Lorenzo Canseco Hernandez and his wife Genoveva know little about international markets or food speculation. But they can explain the impact the recent jump in corn prices has had on their life.
In the isolated mountains of Oaxaca, South Mexico, where they live, it is coffee production that fuels the local economy. With coffee prices unpredictable, they rely on stable prices for their national staple corn.
'It has not only doubled but also in fact tripled. Because 2 years ago, corn cost 2 pesos, but now it costs 6 pesos or even 6.50 per kilo. Before, corn tortillas cost 2 or 3 pesos, but now costs 12 pesos per kilo,' says Lorenzo.
'The effect is that everything that we earn, the most part of it goes on corn and food, but there are also other important things we need money for, like our houses and other things, but we normally don’t have any money left over for anything else.'
In Mexico, not being able to afford the daily corn tortilla is unthinkable.

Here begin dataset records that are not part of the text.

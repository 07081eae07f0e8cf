use crate::error::Result;
use crate::request::HttpRequest;

/// Adds credentials to an outgoing request.
///
/// Implemented by [`ContentKey`](crate::ContentKey) for the Content API and
/// [`AdminKey`](crate::AdminKey) for the Admin API. Invoked once per request,
/// just before it is handed to the transport.
pub trait Authenticator: Send + Sync {
    fn apply(&self, request: &mut HttpRequest) -> Result<()>;
}

impl<A: Authenticator + ?Sized> Authenticator for Box<A> {
    fn apply(&self, request: &mut HttpRequest) -> Result<()> {
        (**self).apply(request)
    }
}

impl<A: Authenticator + ?Sized> Authenticator for std::sync::Arc<A> {
    fn apply(&self, request: &mut HttpRequest) -> Result<()> {
        (**self).apply(request)
    }
}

For many Mexicans, particularly the estimated 40 million living on less than $5 a day (£3), tortillas account for almost half of their average daily calorie intake. As a whole, the country consumes 23 times more maize than rice.
It is not just that maize is an important part of their daily diet, says Ignacio, a coffee-grower and community leader from the same village as Lorenzo and his family, it's much more than that.
'We have been eating corn tortillas since we were children. Our grandparents and ancestors taught us the importance of what this food means to us. When people are hungry, they ask for corn tortilla, this alone can satisfy our stomachs - maiz es la vida - maize is our life.'
Like a growing number of fellow Mexicans, Lorenzo and Ignacio are being priced out of their daily staple - corn tortillas, tacos and tostadas - despite it being a nutritionally essential and culturally significant part of his nation's diet.
A major factor behind the recent scale of price hikes in maize and Mexico’s corn tortilla is a newly emerging capitalist phenomenon – food speculation.
The rise of the food speculator
In brightly lit offices in London, Chicago and other financial centres, traders and investors are tracking the prices of maize and other staple food commodities.
Commodities markets were primarily meant to help producers and buyers find the true market price (‘price discovery' in trader-speak) for the product through futures contracts. These contracts have worked well for almost a century, helping to deal with the uncertainty of growing crops by guaranteeing a future market for the producer and stable price for the buyer.
For example a buyer of maize, such as a corn processing company, could protect itself against maize prices going up in future years by buying a corn futures contract to guarantee itself a stable price. This is known as hedging.
However, over the last decade there has been a surge in interest in buying and selling these futures contracts from people with no interest or connection to agriculture or the food sector. These investors are known as speculators.
Speculators do not have any commercial interest in the commodity they are trading - unlike the corn processing company they are not looking to take delivery of any maize any time soon. Their only ambition is to make a profit from the changing prices over the lifetime of these food futures contracts.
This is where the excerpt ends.